EXERCISE: Using the listing below, keep only the lines with the word "BoxedStore" and copy them.

RECORDS SHOWN:
//! The persistence service.
//!
//! [`PortalService`] is the only reader and writer of portal state. Each
//! collection lives under one key of a [`KeyValueStore`] as a JSON array;
//! operations load the collection, change it and write it back while
//! holding the service's write lock, so callers sharing one service never
//! lose each other's updates.
//!
//! Missing records are `None`, never errors. Only backend faults surface
//! as [`StorageError`](crate::error::StorageError).

mod collection;

use crate::auth::Credential;
use crate::config::AppSettings;
use crate::error::{StorageError, StorageResult};
use crate::storage::{keys, BoxedStore, KeyValueStore, MemoryStore};
use crate::types::{
    NewProject, NewScan, NewVulnerability, Project, ProjectId, ProjectPatch, Role, ScanId,
    ScanPatch, ScanResult, Session, User, UserId, Vulnerability, VulnerabilityId,
    VulnerabilityPatch,
};
use collection::Record;
use std::sync::atomic::{AtomicBool, Ordering};
use std::sync::{Mutex, MutexGuard};
use tracing::{debug, info};

/// Data access layer for users, projects, vulnerabilities and scans.
pub struct PortalService {
    store: BoxedStore,
    demo_password: String,
    write_lock: Mutex<()>,
    initialized: AtomicBool,
}

impl PortalService {
    /// Wrap a backend. Nothing is read or written until the first call.
    pub fn new(store: impl KeyValueStore + 'static, settings: &AppSettings) -> Self {
        Self {
            store: Box::new(store),
            demo_password: settings.demo_password.clone(),
            write_lock: Mutex::new(()),
            initialized: AtomicBool::new(false),
        }
    }

    /// A service over a fresh in-memory store with default settings.
    pub fn in_memory() -> Self {
        Self::new(MemoryStore::new(), &AppSettings::default())
    }

    // ---------------------------------------------------------------
    // Sessions
    // ---------------------------------------------------------------

    /// Log in as the first user whose email matches exactly.
    ///
    /// Returns `None`, leaving the session untouched, when the email is
    /// unknown or the password does not verify.
    pub fn login(&self, email: &str, password: &str) -> StorageResult<Option<User>> {
        let _guard = self.lock();
        self.ensure_initialized()?;

        let users = collection::load::<User>(self.store())?;
        let Some(user) = users.into_iter().find(|u| u.email == email) else {
            debug!(email, "login rejected: unknown email");
            return Ok(None);
        };

        let verified = match collection::find::<Credential>(self.store(), &user.id)? {
            Some(credential) => credential.verify(password)?,
            None => false,
        };
        if !verified {
            debug!(user = %user.id, "login rejected: bad password");
            return Ok(None);
        }

        self.write_session(&Session::open(user.clone()))?;
        info!(user = %user.id, "logged in");
        Ok(Some(user))
    }

    /// Register a new user and make it the session user.
    ///
    /// Emails are not checked for uniqueness.
    pub fn signup(
        &self,
        email: &str,
        name: &str,
        role: Role,
        password: &str,
    ) -> StorageResult<User> {
        let user = User::new(email, name, role);
        let credential = Credential::new(user.id.clone(), password)?;

        let _guard = self.lock();
        self.ensure_initialized()?;

        let user = collection::append(self.store(), user)?;
        collection::append(self.store(), credential)?;
        self.write_session(&Session::open(user.clone()))?;

        info!(user = %user.id, role = %user.role, "signed up");
        Ok(user)
    }

    /// Clear the session. Safe to call when nobody is logged in.
    pub fn logout(&self) -> StorageResult<()> {
        let _guard = self.lock();
        self.store().remove(keys::CURRENT_USER)?;
        debug!("logged out");
        Ok(())
    }

    /// The logged-in user, if any.
    pub fn current_user(&self) -> StorageResult<Option<User>> {
        Ok(self.session()?.map(|session| session.user))
    }

    /// The full session record, if any.
    pub fn session(&self) -> StorageResult<Option<Session>> {
        let _guard = self.lock();
        self.ensure_initialized()?;

        match self.store().get(keys::CURRENT_USER)? {
            Some(raw) => serde_json::from_str(&raw)
                .map(Some)
                .map_err(|e| StorageError::Corrupt {
                    key: keys::CURRENT_USER.to_string(),
                    reason: e.to_string(),
                }),
            None => Ok(None),
        }
    }

    // ---------------------------------------------------------------
    // Users
    // ---------------------------------------------------------------

    /// All users in insertion order, demo accounts included.
    pub fn users(&self) -> StorageResult<Vec<User>> {
        self.all::<User>()
    }

    pub fn user(&self, id: &UserId) -> StorageResult<Option<User>> {
        self.one::<User>(id)
    }

    // ---------------------------------------------------------------
    // Projects
    // ---------------------------------------------------------------

    pub fn projects(&self) -> StorageResult<Vec<Project>> {
        self.all::<Project>()
    }

    pub fn project(&self, id: &ProjectId) -> StorageResult<Option<Project>> {
        self.one::<Project>(id)
    }

    /// Store a new project with a fresh id and creation time.
    pub fn create_project(&self, project: NewProject) -> StorageResult<Project> {
        let created = self.insert(project.into_project())?;
        info!(project = %created.id, name = %created.name, "created project");
        Ok(created)
    }

    /// Merge `patch` into the project. `None` if it does not exist.
    pub fn update_project(
        &self,
        id: &ProjectId,
        patch: ProjectPatch,
    ) -> StorageResult<Option<Project>> {
        self.modify::<Project, _>(id, |project| patch.apply(project))
    }

    /// Remove the project. Always reports success, whether or not it
    /// existed. Vulnerabilities and scans that reference it are kept.
    pub fn delete_project(&self, id: &ProjectId) -> StorageResult<bool> {
        let _guard = self.lock();
        self.ensure_initialized()?;

        let removed = collection::remove::<Project>(self.store(), id)?;
        info!(project = %id, removed, "deleted project");
        Ok(true)
    }

    // ---------------------------------------------------------------
    // Vulnerabilities
    // ---------------------------------------------------------------

    pub fn vulnerabilities(&self) -> StorageResult<Vec<Vulnerability>> {
        self.all::<Vulnerability>()
    }

    pub fn vulnerability(&self, id: &VulnerabilityId) -> StorageResult<Option<Vulnerability>> {
        self.one::<Vulnerability>(id)
    }

    /// Store a new finding with a fresh id and discovery time.
    pub fn create_vulnerability(&self, vuln: NewVulnerability) -> StorageResult<Vulnerability> {
        let created = self.insert(vuln.into_vulnerability())?;
        debug!(vuln = %created.id, severity = %created.severity, "created vulnerability");
        Ok(created)
    }

    pub fn update_vulnerability(
        &self,
        id: &VulnerabilityId,
        patch: VulnerabilityPatch,
    ) -> StorageResult<Option<Vulnerability>> {
        self.modify::<Vulnerability, _>(id, |vuln| patch.apply(vuln))
    }

    // ---------------------------------------------------------------
    // Scans
    // ---------------------------------------------------------------

    pub fn scans(&self) -> StorageResult<Vec<ScanResult>> {
        self.all::<ScanResult>()
    }

    pub fn scan(&self, id: &ScanId) -> StorageResult<Option<ScanResult>> {
        self.one::<ScanResult>(id)
    }

    /// Store a new scan with a fresh id and start time.
    pub fn create_scan(&self, scan: NewScan) -> StorageResult<ScanResult> {
        let created = self.insert(scan.into_scan())?;
        info!(scan = %created.id, project = %created.project_id, "created scan");
        Ok(created)
    }

    pub fn update_scan(&self, id: &ScanId, patch: ScanPatch) -> StorageResult<Option<ScanResult>> {
        self.modify::<ScanResult, _>(id, |scan| patch.apply(scan))
    }

    // ---------------------------------------------------------------
    // Internals
    // ---------------------------------------------------------------

    fn store(&self) -> &dyn KeyValueStore {
        self.store.as_ref()
    }

    fn lock(&self) -> MutexGuard<'_, ()> {
        self.write_lock.lock().unwrap_or_else(|poisoned| poisoned.into_inner())
    }

    /// Create absent collections, seeding users with the demo accounts.
    /// Runs once per service. Caller must hold the write lock.
    fn ensure_initialized(&self) -> StorageResult<()> {
        if self.initialized.load(Ordering::Acquire) {
            return Ok(());
        }
        let store = self.store();

        if !store.contains(keys::USERS)? {
            let demo = User::demo_accounts();
            collection::save(store, &demo)?;
            info!(accounts = demo.len(), "seeded demo accounts");
        }

        // Users without a credential (fresh seeds, or a store written
        // before credentials existed) log in with the demo password.
        if !store.contains(keys::CREDENTIALS)? {
            let credentials = collection::load::<User>(store)?
                .iter()
                .map(|user| Credential::new(user.id.clone(), &self.demo_password))
                .collect::<Result<Vec<_>, _>>()?;
            collection::save(store, &credentials)?;
            info!(accounts = credentials.len(), "issued demo credentials");
        }

        for key in [keys::PROJECTS, keys::VULNERABILITIES, keys::SCANS] {
            if !store.contains(key)? {
                store.set(key, "[]")?;
            }
        }

        self.initialized.store(true, Ordering::Release);
        Ok(())
    }

    fn write_session(&self, session: &Session) -> StorageResult<()> {
        let raw = serde_json::to_string(session)?;
        self.store().set(keys::CURRENT_USER, &raw)
    }

    fn all<T: Record>(&self) -> StorageResult<Vec<T>> {
        let _guard = self.lock();
        self.ensure_initialized()?;
        collection::load::<T>(self.store())
    }

    fn one<T: Record>(&self, id: &T::Id) -> StorageResult<Option<T>> {
        let _guard = self.lock();
        self.ensure_initialized()?;
        collection::find::<T>(self.store(), id)
    }

    fn insert<T: Record>(&self, record: T) -> StorageResult<T> {
        let _guard = self.lock();
        self.ensure_initialized()?;
        collection::append(self.store(), record)
    }

    fn modify<T, F>(&self, id: &T::Id, change: F) -> StorageResult<Option<T>>
    where
        T: Record,
        F: FnOnce(&mut T),
    {
        let _guard = self.lock();
        self.ensure_initialized()?;

        let updated = collection::modify::<T, F>(self.store(), id, change)?;
        if updated.is_none() {
            debug!(key = T::KEY, id = %id, "update skipped: record not found");
        }
        Ok(updated)
    }
}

YOUR RESPONSE:
use crate::storage::{keys, BoxedStore, KeyValueStore, MemoryStore};
    store: BoxedStore,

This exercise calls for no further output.